● TASK DETAILS:
Scan the entries and state how many lines contain "impl". Write no other text.

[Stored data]
============

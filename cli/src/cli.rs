//! Command-line arguments.

use std::path::PathBuf;

use anyhow::{Context, Result};
use clap::Parser;
use docchat_retrieval::DocChatConfig;

#[derive(Parser, Debug)]
#[command(
    name = "docchat",
    version,
    about = "Chat with your indexed documents: retrieve, rerank, answer"
)]
pub struct Args {
    /// Config file (defaults to <config dir>/docchat/config.toml)
    #[arg(long, env = "DOCCHAT_CONFIG")]
    pub config: Option<PathBuf>,

    /// Qdrant REST endpoint
    #[arg(long)]
    pub qdrant_url: Option<String>,

    /// Collection holding the indexed documents
    #[arg(long)]
    pub collection: Option<String>,

    /// Generation model
    #[arg(long)]
    pub model: Option<String>,

    /// Candidates fetched by similarity search
    #[arg(long)]
    pub top_k: Option<usize>,

    /// Passages kept after reranking
    #[arg(long)]
    pub top_n: Option<usize>,

    /// Ask one question, print the answer and exit
    #[arg(long, short)]
    pub query: Option<String>,

    /// Print the passages each answer was based on
    #[arg(long, default_value_t = false)]
    pub show_sources: bool,
}

impl Args {
    /// Load the config file and apply environment secrets and flag overrides.
    pub fn load_config(&self) -> Result<DocChatConfig> {
        let path = self.config.clone().or_else(DocChatConfig::default_path);
        let mut config = match &path {
            Some(path) => DocChatConfig::load(path)
                .with_context(|| format!("failed to load config from {}", path.display()))?,
            None => DocChatConfig::default(),
        };
        config.apply_env();
        self.apply_overrides(&mut config);
        config.validate().context("invalid configuration")?;
        Ok(config)
    }

    fn apply_overrides(&self, config: &mut DocChatConfig) {
        if let Some(url) = &self.qdrant_url {
            config.store.url = url.clone();
        }
        if let Some(collection) = &self.collection {
            config.pipeline.collection = collection.clone();
        }
        if let Some(model) = &self.model {
            config.generation.model = model.clone();
        }
        if let Some(top_k) = self.top_k {
            config.pipeline.top_k = top_k;
        }
        if let Some(top_n) = self.top_n {
            config.pipeline.top_n = top_n;
        }
    }
}
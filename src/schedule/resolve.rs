use super::types::{ClassEntry, ResolvedPeriod};

/// Course name that wins a period over anything else, and the text
/// replaced on X-Day by the free period name.
pub const FOUNDATIONS: &str = "Foundations";

/// One step of a tie-break policy
#[derive(Debug, Clone, PartialEq, Eq)]
pub enum SelectionRule {
    /// First entry whose name contains this text (case-sensitive)
    NameContains(String),
    /// First entry in input order
    FirstInOrder,
}

impl SelectionRule {
    fn select(&self, entries: &[ClassEntry]) -> Option<usize> {
        match self {
            SelectionRule::NameContains(text) => {
                entries.iter().position(|e| e.name.contains(text.as_str()))
            }
            SelectionRule::FirstInOrder => (!entries.is_empty()).then_some(0),
        }
    }
}

/// Ordered rules for picking a period's primary entry. The first rule
/// that selects something wins.
#[derive(Debug, Clone, PartialEq, Eq)]
pub struct TieBreakPolicy {
    rules: Vec<SelectionRule>,
}

impl TieBreakPolicy {
    pub fn new(rules: Vec<SelectionRule>) -> Self {
        Self { rules }
    }

    /// Index of the primary entry. Falls back to the first entry when
    /// no rule matches.
    pub fn select(&self, entries: &[ClassEntry]) -> Option<usize> {
        self.rules
            .iter()
            .find_map(|rule| rule.select(entries))
            .or_else(|| SelectionRule::FirstInOrder.select(entries))
    }
}

impl Default for TieBreakPolicy {
    /// Foundations first, then input order
    fn default() -> Self {
        Self::new(vec![
            SelectionRule::NameContains(FOUNDATIONS.to_string()),
            SelectionRule::FirstInOrder,
        ])
    }
}

/// Picks one primary entry for a period and summarizes the rest.
///
/// A period with no named entry resolves to an empty primary and no
/// note, even when rooms or teachers were supplied.
pub fn resolve_period(entries: &[ClassEntry], policy: &TieBreakPolicy) -> ResolvedPeriod {
    if !entries.iter().any(ClassEntry::has_name) {
        return ResolvedPeriod::empty();
    }

    let Some(index) = policy.select(entries) else {
        return ResolvedPeriod::empty();
    };

    let alternates: Vec<&ClassEntry> = entries
        .iter()
        .enumerate()
        .filter(|(i, _)| *i != index)
        .map(|(_, e)| e)
        .collect();

    ResolvedPeriod {
        primary: entries[index].clone(),
        also_note: also_note(&alternates),
    }
}

/// `also classes: A; B; rooms: 1; 2; teachers: X; Y`
///
/// Blank values keep their position. The rooms or teachers part is left
/// out only when every alternate leaves that field blank.
fn also_note(alternates: &[&ClassEntry]) -> String {
    if alternates.is_empty() {
        return String::new();
    }

    let join = |field: fn(&ClassEntry) -> &str| {
        alternates
            .iter()
            .map(|e| field(e))
            .collect::<Vec<_>>()
            .join("; ")
    };
    let any = |field: fn(&ClassEntry) -> &str| alternates.iter().any(|e| !field(e).is_empty());

    let mut parts = vec![format!("also classes: {}", join(|e| &e.name))];
    if any(|e| &e.room) {
        parts.push(format!("rooms: {}", join(|e| &e.room)));
    }
    if any(|e| &e.teacher) {
        parts.push(format!("teachers: {}", join(|e| &e.teacher)));
    }
    parts.join("; ")
}
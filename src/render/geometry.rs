//! Fixed page geometry, in SVG user units.

pub const OTHER_HEIGHT: f64 = 140.0;
pub const CLASS_HEIGHT: f64 = 250.0;
pub const BREAK_HEIGHT: f64 = 80.0;
pub const TITLE_HEIGHT: f64 = 100.0;

pub const COLUMN_WIDTH: f64 = 450.0;
pub const X_DAY_GAP: f64 = 65.0;
pub const MARGIN_X: f64 = 200.0;
pub const MARGIN_Y: f64 = 200.0;
pub const STROKE_WIDTH: f64 = 4.0;
pub const TEXT_PADDING: f64 = 20.0;

/// Height of the day grid below the headers
pub const GRID_HEIGHT: f64 = OTHER_HEIGHT * 3.0 + CLASS_HEIGHT * 4.0 + BREAK_HEIGHT * 2.0;

/// X-Day squeezes eight classes, three breaks, lunch and office hours
/// into the same height as a regular day.
pub const X_DAY_CLASS_HEIGHT: f64 = (GRID_HEIGHT - BREAK_HEIGHT * 3.0 - OTHER_HEIGHT * 2.0) / 8.0;

pub const CANVAS_WIDTH: f64 = MARGIN_X * 2.0 + COLUMN_WIDTH * 6.0 + X_DAY_GAP;
pub const CANVAS_HEIGHT: f64 = MARGIN_Y * 2.0 + TITLE_HEIGHT + GRID_HEIGHT;

pub const GRID_TOP: f64 = MARGIN_Y + TITLE_HEIGHT;
pub const X_DAY_X: f64 = MARGIN_X;
pub const TIMES_X: f64 = MARGIN_X + X_DAY_GAP + COLUMN_WIDTH;
pub const REGULAR_DAYS_X: f64 = MARGIN_X + X_DAY_GAP + COLUMN_WIDTH * 2.0;

pub const CLASS_TEXT_SIZE: f64 = 50.0;
pub const OTHER_TEXT_SIZE: f64 = 40.0;
pub const TIMES_TEXT_SIZE: f64 = 45.0;
pub const TITLE_TEXT_SIZE: f64 = 150.0;
pub const DAY_LABEL_TEXT_SIZE: f64 = 100.0;
pub const DETAIL_TEXT_SIZE: f64 = 30.0;
pub const ALSO_TEXT_SIZE: f64 = 24.0;
pub const X_DAY_NAME_TEXT_SIZE: f64 = 40.0;
pub const X_DAY_DETAIL_TEXT_SIZE: f64 = 26.0;
pub const X_DAY_ALSO_TEXT_SIZE: f64 = 20.0;
pub const MIN_TEXT_SIZE: f64 = 8.0;

pub const OFFICE_HOURS_FILL: &str = "#AB91FA";
pub const BREAK_FILL: &str = "#00B6FF";
pub const LUNCH_FILL: &str = "#A8FA91";
pub const TIMES_FILL: &str = "#888888";
pub const BACKGROUND_FILL: &str = "#FFFFFF";

/// Fill colour for a period's class blocks
pub fn period_fill(period: u8) -> &'static str {
    match period {
        1 => "#91DCFA",
        2 => "#FEF59C",
        3 => "#FFC4E7",
        4 => "#E3B5FB",
        5 => "#FF9795",
        6 => "#A7F0D6",
        7 => "#FDC688",
        _ => "#CCCCCC",
    }
}

/// Left edge of a regular day column, `index` 0-3
pub fn regular_day_x(index: usize) -> f64 {
    REGULAR_DAYS_X + COLUMN_WIDTH * index as f64
}

#[derive(Debug, Clone, Copy, PartialEq)]
pub enum BandKind {
    OfficeHours,
    /// Nth class row of the column
    Class(usize),
    Break,
    Lunch,
    Flex,
}

/// A horizontal band of a column, relative to [`GRID_TOP`]
#[derive(Debug, Clone, Copy, PartialEq)]
pub struct Band {
    pub kind: BandKind,
    pub y: f64,
    pub height: f64,
}

fn stack(kinds: &[(BandKind, f64)]) -> Vec<Band> {
    let mut y = 0.0;
    kinds
        .iter()
        .map(|&(kind, height)| {
            let band = Band { kind, y, height };
            y += height;
            band
        })
        .collect()
}

/// Bands of a regular day (and of the Times column), top to bottom
pub fn regular_bands() -> Vec<Band> {
    stack(&[
        (BandKind::OfficeHours, OTHER_HEIGHT),
        (BandKind::Class(0), CLASS_HEIGHT),
        (BandKind::Break, BREAK_HEIGHT),
        (BandKind::Class(1), CLASS_HEIGHT),
        (BandKind::Lunch, OTHER_HEIGHT),
        (BandKind::Class(2), CLASS_HEIGHT),
        (BandKind::Break, BREAK_HEIGHT),
        (BandKind::Class(3), CLASS_HEIGHT),
        (BandKind::Flex, OTHER_HEIGHT),
    ])
}

/// Bands of the X-Day column, top to bottom
pub fn x_day_bands() -> Vec<Band> {
    let class = |row| (BandKind::Class(row), X_DAY_CLASS_HEIGHT);
    stack(&[
        (BandKind::OfficeHours, OTHER_HEIGHT),
        class(0),
        class(1),
        (BandKind::Break, BREAK_HEIGHT),
        class(2),
        class(3),
        (BandKind::Break, BREAK_HEIGHT),
        class(4),
        (BandKind::Lunch, OTHER_HEIGHT),
        class(5),
        class(6),
        (BandKind::Break, BREAK_HEIGHT),
        class(7),
    ])
}

#[cfg(test)]
mod tests {
    use super::*;

    #[test]
    fn canvas_size() {
        assert_eq!(CANVAS_WIDTH, 3165.0);
        assert_eq!(CANVAS_HEIGHT, 2080.0);
        assert_eq!(X_DAY_CLASS_HEIGHT, 132.5);
    }

    #[test]
    fn both_columns_fill_the_grid() {
        for bands in [regular_bands(), x_day_bands()] {
            let last = bands.last().unwrap();
            assert_eq!(last.y + last.height, GRID_HEIGHT);
        }
    }

    #[test]
    fn class_rows_are_numbered_in_order() {
        let rows: Vec<usize> = x_day_bands()
            .iter()
            .filter_map(|b| match b.kind {
                BandKind::Class(row) => Some(row),
                _ => None,
            })
            .collect();
        assert_eq!(rows, (0..8).collect::<Vec<_>>());
    }

    #[test]
    fn regular_class_rows_sit_between_shared_bands() {
        let ys: Vec<f64> = regular_bands()
            .iter()
            .filter(|b| matches!(b.kind, BandKind::Class(_)))
            .map(|b| b.y)
            .collect();
        assert_eq!(ys, vec![140.0, 470.0, 860.0, 1190.0]);
    }
}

============

● TASK RESULT:
4